Kondakova Prospekt trembles again. Dust dislodged from the high roof drops in sparkling clouds as soft as grace. The street comes to a standstill. The people look up first, then at each other.
‘They’re coming through the roof,’ Rafa says.
‘Show me,’ Carlinhos orders. São Jorge shows him bodies in anti-stab body-armour disembarking from the train locks and forming up into squads on the platform. They wear crossed blades and taser holsters. A mundane invasion, on the 87 Limited. Passengers frown in confusion: is an episode of
The sunline flickers. The sunline never flickers. A terrible fearful moan washes up and down Kondakova Prospekt. The greatest fear is to be trapped in the dark, and the air leaking away.
‘They’ll slaughter us down here,’ Carlinhos says. ‘Heitor, I want two escoltas on Lucas and Rafa. Rafa …’
‘I need to be with my kids. They could be in Boa Vista …’
‘You can’t access the station from this side of the quadra. Take the perimeter tunnel and come out at West 12th. Use the Serova Prospekt entrance. Lucas.’
‘I’m sounding the general evacuation alarm.’
‘Good man. But you need to get out of here too.’
‘I stay with the family.’
‘You’re not the fighter here, Luca. They will cut you apart, man.’

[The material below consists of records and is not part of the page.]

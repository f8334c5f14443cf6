use axum::Router;
use axum::http::header::CONTENT_TYPE;
use axum::http::{HeaderName, HeaderValue, Method};
use axum::middleware::{from_fn, from_fn_with_state};
use axum::routing::{get, post};
use intraextra_core::AppError;
use tower_http::cors::CorsLayer;
use tower_http::trace::TraceLayer;

use crate::middleware::{USER_ID_HEADER, USER_NAME_HEADER, USER_ROLE_HEADER};
use crate::state::AppState;
use crate::{handlers, middleware};

pub fn build_router(app_state: AppState, frontend_url: &str) -> Result<Router, AppError> {
    // Storage endpoints are also called server-to-server by remote layout
    // stores, which send the user header but no Origin.
    let storage_routes = Router::new()
        .route(
            "/api/layouts/{page_id}",
            get(handlers::layouts::get_layout_handler)
                .post(handlers::layouts::save_layout_handler)
                .delete(handlers::layouts::delete_layout_handler),
        )
        .route_layer(from_fn(middleware::require_identity));

    let protected_routes = Router::new()
        .route(
            "/api/layouts/import",
            post(handlers::layouts::import_layout_handler),
        )
        .route(
            "/api/layouts/{page_id}/export",
            get(handlers::layouts::export_layout_handler),
        )
        .route("/api/access/me", get(handlers::access::access_profile_handler))
        .route(
            "/api/access/evaluate",
            post(handlers::access::evaluate_access_handler),
        )
        .route(
            "/api/access/sections/filter",
            post(handlers::access::filter_sections_handler),
        )
        .route("/api/access/mask", post(handlers::access::mask_value_handler))
        .route_layer(from_fn(middleware::require_identity))
        .route_layer(from_fn_with_state(
            app_state.clone(),
            middleware::require_same_origin_for_mutations,
        ));

    let cors_layer = CorsLayer::new()
        .allow_origin(
            HeaderValue::from_str(frontend_url)
                .map_err(|error| AppError::Internal(format!("invalid FRONTEND_URL: {error}")))?,
        )
        .allow_credentials(true)
        .allow_methods([Method::GET, Method::POST, Method::DELETE, Method::OPTIONS])
        .allow_headers([
            CONTENT_TYPE,
            HeaderName::from_static(USER_ID_HEADER),
            HeaderName::from_static(USER_ROLE_HEADER),
            HeaderName::from_static(USER_NAME_HEADER),
        ]);

    Ok(Router::new()
        .route("/health", get(handlers::health::health_handler))
        .merge(storage_routes)
        .merge(protected_routes)
        .layer(TraceLayer::new_for_http())
        .layer(cors_layer)
        .with_state(app_state))
}

#[cfg(test)]
mod tests;
use intraextra_core::{AppError, AppResult, NonEmptyString};
use serde::{Deserialize, Serialize};

use crate::{FieldList, GridCell, GridDimensions, GridSpan, Role, RoleSet};

const FINANCIAL_PERMISSION_TYPE: &str = "financial";

/// Visibility rule attached to a card.
#[derive(Debug, Clone, PartialEq, Eq)]
pub enum SectionAccess {
    /// Visible to every role.
    Open,
    /// Carries monetary figures; visible to financial readers and to any
    /// explicitly allowed role.
    Financial {
        /// Extra roles allowed regardless of financial capability.
        allowed_roles: Option<RoleSet>,
    },
    /// Visible only to the listed roles.
    Roles(RoleSet),
    /// Requires permission without naming a rule; the senior-or-higher
    /// default applies.
    Restricted,
}

impl SectionAccess {
    /// Returns whether any permission gate applies.
    #[must_use]
    pub fn requires_permission(&self) -> bool {
        !matches!(self, Self::Open)
    }

    /// Returns whether the section is tagged as financial.
    #[must_use]
    pub fn is_financial(&self) -> bool {
        matches!(self, Self::Financial { .. })
    }
}

/// A positioned, resizable card on a page grid.
#[derive(Debug, Clone, PartialEq, Eq, Serialize, Deserialize)]
#[serde(try_from = "SectionRecord", into = "SectionRecord")]
pub struct Section {
    id: NonEmptyString,
    title: NonEmptyString,
    kind: NonEmptyString,
    position: GridCell,
    span: GridSpan,
    access: SectionAccess,
    fields: FieldList,
}

impl Section {
    /// Creates a validated section.
    pub fn new(
        id: impl Into<String>,
        title: impl Into<String>,
        kind: impl Into<String>,
        position: GridCell,
        span: GridSpan,
        access: SectionAccess,
        fields: FieldList,
    ) -> AppResult<Self> {
        Ok(Self {
            id: NonEmptyString::new(id)?,
            title: NonEmptyString::new(title)?,
            kind: NonEmptyString::new(kind)?,
            position,
            span,
            access,
            fields,
        })
    }

    /// Returns section id.
    #[must_use]
    pub fn id(&self) -> &NonEmptyString {
        &self.id
    }

    /// Returns card title.
    #[must_use]
    pub fn title(&self) -> &NonEmptyString {
        &self.title
    }

    /// Returns the renderer tag.
    #[must_use]
    pub fn kind(&self) -> &NonEmptyString {
        &self.kind
    }

    /// Returns the top-left cell.
    #[must_use]
    pub fn position(&self) -> GridCell {
        self.position
    }

    /// Returns the extent in cells.
    #[must_use]
    pub fn span(&self) -> GridSpan {
        self.span
    }

    /// Returns the visibility rule.
    #[must_use]
    pub fn access(&self) -> &SectionAccess {
        &self.access
    }

    /// Returns the ordered fields.
    #[must_use]
    pub fn fields(&self) -> &FieldList {
        &self.fields
    }

    /// Returns the ordered fields for editing.
    pub fn fields_mut(&mut self) -> &mut FieldList {
        &mut self.fields
    }

    /// Moves the card's top-left corner.
    pub fn move_to(&mut self, position: GridCell) {
        self.position = position;
    }

    /// Replaces the card extent.
    pub fn resize_to(&mut self, span: GridSpan) {
        self.span = span;
    }

    /// Renames the card.
    pub fn rename(&mut self, title: impl Into<String>) -> AppResult<()> {
        self.title = NonEmptyString::new(title).map_err(|_| {
            AppError::Validation(format!("card '{}' title cannot be empty", self.id))
        })?;
        Ok(())
    }

    /// Returns whether the card extends past the grid on either axis.
    #[must_use]
    pub fn overflows_grid(&self, dimensions: GridDimensions) -> bool {
        let last_column =
            u64::from(self.position.column()) + u64::from(self.span.columns()) - 1;
        let last_row = u64::from(self.position.row()) + u64::from(self.span.rows()) - 1;

        last_column > u64::from(dimensions.columns()) || last_row > u64::from(dimensions.rows())
    }
}

/// Flat wire shape of a section as stored in layout documents.
#[derive(Debug, Clone, Serialize, Deserialize)]
#[serde(rename_all = "camelCase")]
struct SectionRecord {
    id: String,
    title: String,
    #[serde(rename = "type")]
    kind: String,
    grid_column: u32,
    grid_row: u32,
    grid_column_span: u32,
    grid_row_span: u32,
    #[serde(default)]
    requires_permission: bool,
    #[serde(default, skip_serializing_if = "Option::is_none")]
    permission_type: Option<String>,
    #[serde(default, skip_serializing_if = "Option::is_none")]
    allowed_roles: Option<Vec<String>>,
    #[serde(default)]
    fields: FieldList,
}

impl TryFrom<SectionRecord> for Section {
    type Error = AppError;

    fn try_from(record: SectionRecord) -> Result<Self, Self::Error> {
        if record.grid_column == 0 || record.grid_row == 0 {
            return Err(AppError::Validation(format!(
                "section '{}' grid coordinates are one-based",
                record.id
            )));
        }

        // Unrecognised role names can never match a session, so they are dropped.
        let allowed_roles = record.allowed_roles.map(|roles| {
            roles
                .iter()
                .filter_map(|role| Role::from_claim(role))
                .collect::<RoleSet>()
        });

        let access = if !record.requires_permission {
            SectionAccess::Open
        } else if record.permission_type.as_deref() == Some(FINANCIAL_PERMISSION_TYPE) {
            SectionAccess::Financial { allowed_roles }
        } else if let Some(roles) = allowed_roles {
            SectionAccess::Roles(roles)
        } else {
            SectionAccess::Restricted
        };

        Self::new(
            record.id,
            record.title,
            record.kind,
            GridCell::new(record.grid_column, record.grid_row),
            GridSpan::new(record.grid_column_span, record.grid_row_span),
            access,
            record.fields,
        )
    }
}

impl From<Section> for SectionRecord {
    fn from(section: Section) -> Self {
        let role_names = |roles: RoleSet| -> Vec<String> {
            roles.iter().map(|role| role.as_str().to_owned()).collect()
        };

        let (requires_permission, permission_type, allowed_roles) = match section.access {
            SectionAccess::Open => (false, None, None),
            SectionAccess::Financial { allowed_roles } => (
                true,
                Some(FINANCIAL_PERMISSION_TYPE.to_owned()),
                allowed_roles.map(role_names),
            ),
            SectionAccess::Roles(roles) => (true, None, Some(role_names(roles))),
            SectionAccess::Restricted => (true, None, None),
        };

        Self {
            id: section.id.into(),
            title: section.title.into(),
            kind: section.kind.into(),
            grid_column: section.position.column(),
            grid_row: section.position.row(),
            grid_column_span: section.span.columns(),
            grid_row_span: section.span.rows(),
            requires_permission,
            permission_type,
            allowed_roles,
            fields: section.fields,
        }
    }
}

‘They tried to kill Lucasinho, Carlo. They tried to kill my boy.’
‘You’re Corta Hélio now. Sorry Rafa. Save the company. You have a plan?’
‘I always have a plan.’
‘Go on go go.’
The skyline flashes. Seven short flashes, one long. General evacuation. The thing you fear worst; it just happened. Radiation, unconfined fire, depressurisation, roof-fall, breach. Invasion. Get safe, get to the refuges, get out. A thousand familiars on Kondakova Prospekt and on every level and prospekt and quadra of João de Deus echo the alarm. The quadra keeps a moment of shocked stillness then explodes into movement. Motos swerve and steer their passengers to the nearest muster point. Pedestrians breaks into runs; fliers swoop down to the safety points shown to them by the familiars. Shops, cafés, bars, clubs empty. Panicked drunks stare at the sky as if it is falling. School teachers gather their classes and hurry their weeping charges to the refuges. Where’s Mãe, Pai? Parents call out for their children, lost children cry in panic, bots locate the waifs and lost and shepherd them to safety. Families will be reunited after, if there is an after. In the noche and semana quadras, the sleepers, the early morning people, the shift folk are shocked awake. Fear, fire, fall! Offices, apartments empty; feet pound on levels and walkways. Bodies pour down staircases, drop from the lower levels in low-gravity leaps.
Figures in combat armour advance up Kondakova Prospekt, ignoring the people fleeing around them. Behind them, the offices of Corta Hélio explode, one after another, sprays of construction plastic, cheap wood and soft furnishings.